In announcing the organization, Charles “Chuck” Larson, the organization’s executive director,  contended there isn’t a clear pathway for innovation and agricultural improvements from seed traits that come off patent so that yet-to-be developed, multi-trait seeds have a way to reach the marketplace.

“Americans for Choice and Competition in Agriculture is an additional and distinctive voice on a critical issue (seed traits) to agriculture and will begin a dialogue about the best ways to deliver increased competition and innovation for farmers to help boost U.S. economic growth, grow exports, and solve the looming global food crisis,” Larson said.

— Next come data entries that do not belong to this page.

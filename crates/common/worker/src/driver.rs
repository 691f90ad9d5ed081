// Copyright 2025 Crrow
//
// Licensed under the Apache License, Version 2.0 (the "License");
// you may not use this file except in compliance with the License.
// You may obtain a copy of the License at
//
//      http://www.apache.org/licenses/LICENSE-2.0
//
// Unless required by applicable law or agreed to in writing, software
// distributed under the License is distributed on an "AS IS" BASIS,
// WITHOUT WARRANTIES OR CONDITIONS OF ANY KIND, either express or implied.
// See the License for the specific language governing permissions and
// limitations under the License.

//! The loop executed on the worker thread.
//!
//! ```text
//! STARTING --start()--> RUNNING_JOB --await_next_cycle()--> SLEEPING
//!                          ^                                  |
//!                          +---- timeout / wake_up, alive ----+
//!                                                             |
//!                                  not alive --> TERMINATED <-+
//! ```

use std::{sync::Arc, thread, time::Duration};

use prometheus::IntGauge;
use tracing::{debug, error, info, warn};

use crate::{
    context::JobContext,
    controller::Controller,
    err::WorkResult,
    metrics::WorkerMetrics,
    worker::Job,
};

/// Summary of a worker loop that terminated normally.
#[derive(Debug, Clone, Copy, Default, PartialEq, Eq)]
pub struct WorkerExit {
    /// Job iterations started, including failed ones.
    pub iterations: u64,
    /// Iterations that ended with a transient error.
    pub failures:   u64,
}

/// Clears the busy flag and gauge if the job unwinds, so a pending
/// [`Controller::request_finish`] does not wait on an iteration that will
/// never complete.
struct BusyGuard<'a> {
    controller: &'a Controller,
    gauge:      &'a IntGauge,
}

impl Drop for BusyGuard<'_> {
    fn drop(&mut self) {
        if thread::panicking() {
            self.controller.mark_idle();
            self.gauge.set(0);
        }
    }
}

/// Runs `job` until a finish is requested through `controller`.
///
/// Calls [`Controller::start`] once, then alternates between one job
/// iteration and a sleep of `interval`. Termination is observed while
/// sleeping and right before an iteration starts; an iteration that has
/// started always runs to completion.
///
/// Returns `Err` if `on_start` fails or an iteration fails with a fatal
/// error. Transient iteration errors are logged and counted in
/// [`WorkerExit::failures`].
pub fn run_worker<J: Job>(
    controller: &Arc<Controller>,
    job: &mut J,
    interval: Duration,
) -> WorkResult<WorkerExit> {
    let name = job.name();
    let metrics = WorkerMetrics::new(name);
    let mut ctx = JobContext::new(name, Arc::clone(controller), metrics.progress.clone());

    controller.start();
    if !controller.is_alive() {
        info!(worker = name, "Finish requested before the worker started");
        return Ok(WorkerExit::default());
    }

    info!(worker = name, interval = ?interval, "Worker starting");
    metrics.started.inc();

    if let Err(e) = job.on_start(&ctx) {
        error!(worker = name, error = %e, "Worker failed during on_start");
        metrics.execution_errors.inc();
        metrics.stopped.inc();
        return Err(e);
    }

    let result = run_loop(controller, job, &mut ctx, &metrics, interval);

    job.on_shutdown(&ctx);

    match &result {
        Ok(exit) => info!(
            worker = name,
            iterations = exit.iterations,
            failures = exit.failures,
            "Worker stopped gracefully"
        ),
        Err(e) => error!(worker = name, error = %e, "Worker stopped on fatal error"),
    }
    metrics.stopped.inc();
    result
}

fn run_loop<J: Job>(
    controller: &Controller,
    job: &mut J,
    ctx: &mut JobContext,
    metrics: &WorkerMetrics,
    interval: Duration,
) -> WorkResult<WorkerExit> {
    let name = job.name();
    let mut exit = WorkerExit::default();

    loop {
        controller.mark_busy();
        // A finish that arrived while idle (during on_start or right after a
        // wake) already reported "not busy" to its caller.
        if !controller.is_alive() {
            controller.mark_idle();
            break;
        }
        exit.iterations += 1;
        ctx.set_iteration(exit.iterations);
        metrics.busy.set(1);
        debug!(worker = name, iteration = exit.iterations, "Job iteration starting");

        let start = std::time::Instant::now();
        let outcome = {
            let _guard = BusyGuard {
                controller,
                gauge: &metrics.busy,
            };
            job.run(ctx)
        };
        metrics.busy.set(0);
        metrics
            .execution_duration
            .observe(start.elapsed().as_secs_f64());

        match outcome {
            Ok(()) => {
                metrics.executions.inc();
            }
            Err(e) if e.is_transient() => {
                warn!(worker = name, iteration = exit.iterations, error = %e, "Job iteration failed");
                metrics.execution_errors.inc();
                exit.failures += 1;
            }
            Err(e) => {
                metrics.execution_errors.inc();
                controller.mark_idle();
                return Err(e);
            }
        }

        debug!(
            worker = name,
            iteration = exit.iterations,
            progress = controller.progress(),
            "Going to sleep"
        );
        if !controller.await_next_cycle(interval) {
            break;
        }
    }

    Ok(exit)
}

#[cfg(test)]
mod tests {
    use std::{
        sync::atomic::{AtomicU64, Ordering},
        time::Instant,
    };

    use super::*;
    use crate::err::WorkError;

    #[test]
    fn test_finish_before_start_runs_nothing() {
        let controller = Arc::new(Controller::new());
        controller.request_finish(Duration::ZERO);

        let runs = Arc::new(AtomicU64::new(0));
        let counter = Arc::clone(&runs);
        let mut job = ("never", move |_: &JobContext| -> WorkResult {
            counter.fetch_add(1, Ordering::SeqCst);
            Ok(())
        });

        let exit = run_worker(&controller, &mut job, Duration::from_millis(1)).unwrap();
        assert_eq!(exit.iterations, 0);
        assert_eq!(runs.load(Ordering::SeqCst), 0);
    }

    #[test]
    fn test_loop_stops_at_sleep_boundary() {
        let controller = Arc::new(Controller::new());
        let finisher = Arc::clone(&controller);
        let mut job = ("self-finishing", move |ctx: &JobContext| -> WorkResult {
            if ctx.iteration() == 3 {
                // A finish requested mid-iteration is only honoured after it.
                assert!(!finisher.request_finish(Duration::ZERO));
                ctx.report(7);
            }
            Ok(())
        });

        let exit = run_worker(&controller, &mut job, Duration::from_millis(1)).unwrap();
        assert_eq!(exit.iterations, 3);
        assert_eq!(controller.progress(), 7);
        assert!(!controller.is_busy());
    }

    #[test]
    fn test_transient_errors_do_not_stop_the_loop() {
        let controller = Arc::new(Controller::new());
        let finisher = Arc::clone(&controller);
        let mut job = ("flaky", move |ctx: &JobContext| -> WorkResult {
            if ctx.iteration() == 4 {
                finisher.request_finish(Duration::ZERO);
            }
            if ctx.iteration() % 2 == 1 {
                return Err(WorkError::transient("try again"));
            }
            Ok(())
        });

        let exit = run_worker(&controller, &mut job, Duration::from_millis(1)).unwrap();
        assert_eq!(exit, WorkerExit {
            iterations: 4,
            failures:   2,
        });
    }

    #[test]
    fn test_fatal_error_stops_and_clears_busy() {
        let controller = Arc::new(Controller::new());
        let mut job = ("doomed", |ctx: &JobContext| -> WorkResult {
            if ctx.iteration() == 2 {
                return Err(WorkError::fatal("corrupt state"));
            }
            Ok(())
        });

        let err = run_worker(&controller, &mut job, Duration::from_millis(1)).unwrap_err();
        assert!(err.is_fatal());
        assert!(!controller.is_busy());

        let start = Instant::now();
        assert!(controller.request_finish(Duration::from_secs(10)));
        assert!(start.elapsed() < Duration::from_secs(1));
    }

    #[test]
    fn test_panic_clears_busy() {
        let controller = Arc::new(Controller::new());
        let worker = {
            let controller = Arc::clone(&controller);
            thread::spawn(move || {
                let mut job = ("panicking", |_: &JobContext| -> WorkResult {
                    panic!("job exploded");
                });
                run_worker(&controller, &mut job, Duration::from_secs(30))
            })
        };

        assert!(worker.join().is_err());
        assert!(!controller.is_busy());
        assert_eq!(WorkerMetrics::new("panicking").busy.get(), 0);
        assert!(controller.request_finish(Duration::from_secs(10)));
    }

    #[test]
    fn test_finish_while_idle_before_iteration_is_honoured() {
        let controller = Arc::new(Controller::new());
        let runs = Arc::new(AtomicU64::new(0));

        struct LateFinish {
            controller: Arc<Controller>,
            runs:       Arc<AtomicU64>,
        }

        impl Job for LateFinish {
            fn name(&self) -> &'static str { "late-finish" }

            fn on_start(&mut self, _ctx: &JobContext) -> WorkResult {
                // Nothing is busy yet, so the caller is told it may join.
                assert!(self.controller.request_finish(Duration::ZERO));
                Ok(())
            }

            fn run(&mut self, _ctx: &JobContext) -> WorkResult {
                self.runs.fetch_add(1, Ordering::SeqCst);
                Ok(())
            }
        }

        let mut job = LateFinish {
            controller: Arc::clone(&controller),
            runs:       Arc::clone(&runs),
        };
        let exit = run_worker(&controller, &mut job, Duration::from_secs(30)).unwrap();

        assert_eq!(exit.iterations, 0);
        assert_eq!(runs.load(Ordering::SeqCst), 0);
        assert!(!controller.is_busy());
    }

    struct Hooks {
        events: Vec<&'static str>,
    }

    impl Job for Hooks {
        fn name(&self) -> &'static str { "hooks" }

        fn on_start(&mut self, ctx: &JobContext) -> WorkResult {
            assert_eq!(ctx.iteration(), 0);
            self.events.push("start");
            Ok(())
        }

        fn run(&mut self, ctx: &JobContext) -> WorkResult {
            self.events.push("run");
            if ctx.iteration() == 2 {
                return Err(WorkError::fatal("stop"));
            }
            Ok(())
        }

        fn on_shutdown(&mut self, _ctx: &JobContext) { self.events.push("shutdown"); }
    }

    #[test]
    fn test_lifecycle_hooks_order() {
        let controller = Arc::new(Controller::new());
        let mut job = Hooks { events: Vec::new() };

        assert!(run_worker(&controller, &mut job, Duration::from_millis(1)).is_err());
        assert_eq!(job.events, vec!["start", "run", "run", "shutdown"]);
    }
}
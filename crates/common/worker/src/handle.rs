// Copyright 2025 Crrow
//
// Licensed under the Apache License, Version 2.0 (the "License");
// you may not use this file except in compliance with the License.
// You may obtain a copy of the License at
//
//      http://www.apache.org/licenses/LICENSE-2.0
//
// Unless required by applicable law or agreed to in writing, software
// distributed under the License is distributed on an "AS IS" BASIS,
// WITHOUT WARRANTIES OR CONDITIONS OF ANY KIND, either express or implied.
// See the License for the specific language governing permissions and
// limitations under the License.

use std::{
    sync::Arc,
    thread::{self, JoinHandle},
    time::Duration,
};

use snafu::ResultExt;
use tracing::{info, warn};

use crate::{
    config::WorkerConfig,
    controller::Controller,
    driver::{WorkerExit, run_worker},
    err::{SpawnError, SpawnThreadSnafu, WorkResult},
    metrics::WorkerMetrics,
    worker::Job,
};

/// How a worker thread was released by [`WorkerThread::finish`] or
/// [`WorkerThread::abandon`].
#[derive(Debug)]
pub enum Shutdown {
    /// The worker left its loop in time and the thread was joined.
    Joined(WorkResult<WorkerExit>),
    /// The thread was joined but the job panicked.
    Panicked,
    /// The worker was still busy; the thread was detached and keeps running
    /// until its current iteration completes.
    Detached,
}

impl Shutdown {
    pub const fn is_joined(&self) -> bool { matches!(self, Self::Joined(_)) }

    pub const fn is_detached(&self) -> bool { matches!(self, Self::Detached) }
}

/// Owner of a worker thread running [`run_worker`].
///
/// Dropping a `WorkerThread` without calling [`finish`](Self::finish) or
/// [`abandon`](Self::abandon) behaves like `abandon`: the worker is asked to
/// stop and the thread is detached.
///
/// # Example
///
/// ```rust,no_run
/// use std::time::Duration;
///
/// use sleepy_common_worker::{JobContext, Shutdown, WorkResult, WorkerConfig, WorkerThread};
///
/// let job = ("tick", |ctx: &JobContext| -> WorkResult {
///     ctx.report(1);
///     Ok(())
/// });
/// let config = WorkerConfig::builder()
///     .interval(Duration::from_secs(30))
///     .build();
/// let worker = WorkerThread::spawn(&config, job).unwrap();
///
/// worker.wake_up();
/// match worker.finish(Duration::from_secs(15)) {
///     Shutdown::Joined(exit) => println!("joined: {exit:?}"),
///     Shutdown::Panicked => println!("job panicked"),
///     Shutdown::Detached => println!("still running, detached"),
/// }
/// ```
#[derive(Debug)]
pub struct WorkerThread {
    name:       &'static str,
    controller: Arc<Controller>,
    join:       Option<JoinHandle<WorkResult<WorkerExit>>>,
    metrics:    WorkerMetrics,
}

impl WorkerThread {
    /// Spawns a named OS thread that runs `job` with a fresh [`Controller`].
    pub fn spawn<J: Job>(config: &WorkerConfig, job: J) -> Result<Self, SpawnError> {
        Self::spawn_with(config, job, Arc::new(Controller::new()))
    }

    /// Like [`spawn`](Self::spawn) but with a caller-provided controller.
    pub fn spawn_with<J: Job>(
        config: &WorkerConfig,
        mut job: J,
        controller: Arc<Controller>,
    ) -> Result<Self, SpawnError> {
        let name = job.name();
        let interval = config.interval();

        let mut builder = thread::Builder::new().name(name.to_string());
        if let Some(stack_size) = config.stack_size() {
            builder = builder.stack_size(stack_size);
        }

        let worker_controller = Arc::clone(&controller);
        let join = builder
            .spawn(move || run_worker(&worker_controller, &mut job, interval))
            .context(SpawnThreadSnafu { name })?;

        Ok(Self {
            name,
            controller,
            join: Some(join),
            metrics: WorkerMetrics::new(name),
        })
    }

    pub const fn name(&self) -> &'static str { self.name }

    pub const fn controller(&self) -> &Arc<Controller> { &self.controller }

    pub fn progress(&self) -> u64 { self.controller.progress() }

    pub fn is_busy(&self) -> bool { self.controller.is_busy() }

    /// Returns `true` once the thread has exited.
    pub fn is_finished(&self) -> bool { self.join.as_ref().is_none_or(JoinHandle::is_finished) }

    /// Cuts the current sleep short. Called while the job runs, it skips the
    /// next sleep instead. See [`Controller::wake_up`].
    pub fn wake_up(&self) -> bool {
        let delivered = self.controller.wake_up();
        if delivered {
            self.metrics.wakeups.inc();
        }
        delivered
    }

    /// Requests a finish and waits up to `timeout` for the current iteration.
    ///
    /// Joins the thread if the worker stopped being busy in time, otherwise
    /// detaches it.
    pub fn finish(mut self, timeout: Duration) -> Shutdown {
        info!(worker = self.name, timeout = ?timeout, "Requesting worker finish");
        if self.controller.request_finish(timeout) {
            self.join()
        } else {
            warn!(
                worker = self.name,
                progress = self.controller.progress(),
                "Worker still busy after timeout, detaching"
            );
            self.detach()
        }
    }

    /// Requests a finish without waiting and detaches the thread.
    ///
    /// The worker stops at its next sleep boundary on its own.
    pub fn abandon(mut self) -> Shutdown {
        if self.controller.request_finish(Duration::ZERO) && self.is_finished() {
            return self.join();
        }
        info!(
            worker = self.name,
            progress = self.controller.progress(),
            "Abandoning worker thread"
        );
        self.detach()
    }

    fn join(&mut self) -> Shutdown {
        let Some(join) = self.join.take() else {
            return Shutdown::Detached;
        };
        match join.join() {
            Ok(result) => Shutdown::Joined(result),
            Err(_) => {
                warn!(worker = self.name, "Worker thread panicked");
                Shutdown::Panicked
            }
        }
    }

    fn detach(&mut self) -> Shutdown {
        if self.join.take().is_some() {
            self.metrics.detached.inc();
        }
        Shutdown::Detached
    }
}

impl Drop for WorkerThread {
    fn drop(&mut self) {
        if self.join.is_some() {
            self.controller.request_finish(Duration::ZERO);
            self.detach();
        }
    }
}
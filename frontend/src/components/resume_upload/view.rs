use web_sys::HtmlInputElement;
use yew::prelude::*;

use crate::helpers::format_kib;

use super::messages::Msg;
use super::state::{ResumeUpload, ACCEPTED_EXTENSIONS};

pub fn view(component: &ResumeUpload, ctx: &Context<ResumeUpload>) -> Html {
    let link = ctx.link();

    html! {
        <div class="resume-upload">
            <h2>{"이력서 업로드"}</h2>
            <form
                class="upload-form"
                onsubmit={link.callback(|e: SubmitEvent| {
                    e.prevent_default();
                    Msg::Submit
                })}
            >
                <div class="form-group">
                    <label for={component.input_id.clone()}>{"이력서 파일 (PDF, DOCX, TXT)"}</label>
                    <input
                        type="file"
                        id={component.input_id.clone()}
                        class="file-input"
                        accept={ACCEPTED_EXTENSIONS}
                        onchange={link.callback(|e: Event| {
                            let input: HtmlInputElement = e.target_unchecked_into();
                            Msg::FileChosen(input.files().and_then(|files| files.get(0)))
                        })}
                    />
                    {
                        if let Some(selected) = &component.selected {
                            html! {
                                <div class="file-info">
                                    {"선택된 파일: "}<strong>{ selected.name.clone() }</strong>
                                    { format!(" ({})", format_kib(selected.size)) }
                                </div>
                            }
                        } else {
                            html! {}
                        }
                    }
                </div>

                {
                    if let Some(error) = &component.error {
                        html! { <div class="error-message">{ error.clone() }</div> }
                    } else {
                        html! {}
                    }
                }
                {
                    if let Some(success) = &component.success {
                        html! { <div class="success-message">{ success.clone() }{ summary_line(component) }</div> }
                    } else {
                        html! {}
                    }
                }

                <button type="submit" class="upload-btn" disabled={!component.can_submit()}>
                    { if component.loading { "업로드 중..." } else { "이력서 업로드" } }
                </button>
            </form>
        </div>
    }
}

fn summary_line(component: &ResumeUpload) -> Html {
    let Some(summary) = &component.summary else {
        return html! {};
    };
    let mut parts: Vec<String> = Vec::new();
    if let Some(name) = &summary.name {
        parts.push(name.clone());
    }
    if let Some(email) = &summary.email {
        parts.push(email.clone());
    }
    if summary.skill_count > 0 {
        parts.push(format!("스킬 {}개", summary.skill_count));
    }
    if parts.is_empty() {
        html! {}
    } else {
        html! { <div class="resume-summary">{ parts.join(" · ") }</div> }
    }
}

Larson is a former Iowa State senator and U.S. ambassador to Latvia; therefore, he has a diverse perspective on world economics, politics and agriculture.

Completely consistent with the goal of the organization and further explained in an editorial, Larson wrote about allowing the American farmer to provide food for the world. He wrote, “Now is the time to start talking about America’s economic future and how we will accommodate this global population growth. We cannot afford to wait.”

The announcement of the organization said it will promote three principles with regard to the seed marketplace: “respect for intellectual property; robust opportunities for seed companies to include generic traits in new combinations of multi-trait seeds for the benefit of farmers and post-patent competition; and the removal of unintended or artificial barriers to the creation of multi-trait seeds that contain generic traits once a patent has expired.”

“For American farmers to meet increasing global food demands, we need comprehensive and timely solutions to the problems that threaten the future of agriculture,” said Larson. “Americans for Choice and Competition in Agriculture stands for choice, competition, and innovation – choice that allows farmers to determine what seeds work best for them; vigorous competition among agricultural businesses that brings beneficial products and increased value to the multi-trait seed marketplace; and innovations to ensure American farmers will succeed in feeding the world—both now and in the future.”

Exactly how the organization is going to function and accomplish its goals and who must be recruited to be part of the organization has not been explained, although any and all levels of people and professions are welcome from all early information.

Two former political leaders, according to the organization, have been recruited to bring “expansive knowledge” by way of advisorship. They are former U.S. Senate Majority Leader Tom Daschle and former six-term Minnesota U.S. Representative Vin Weber.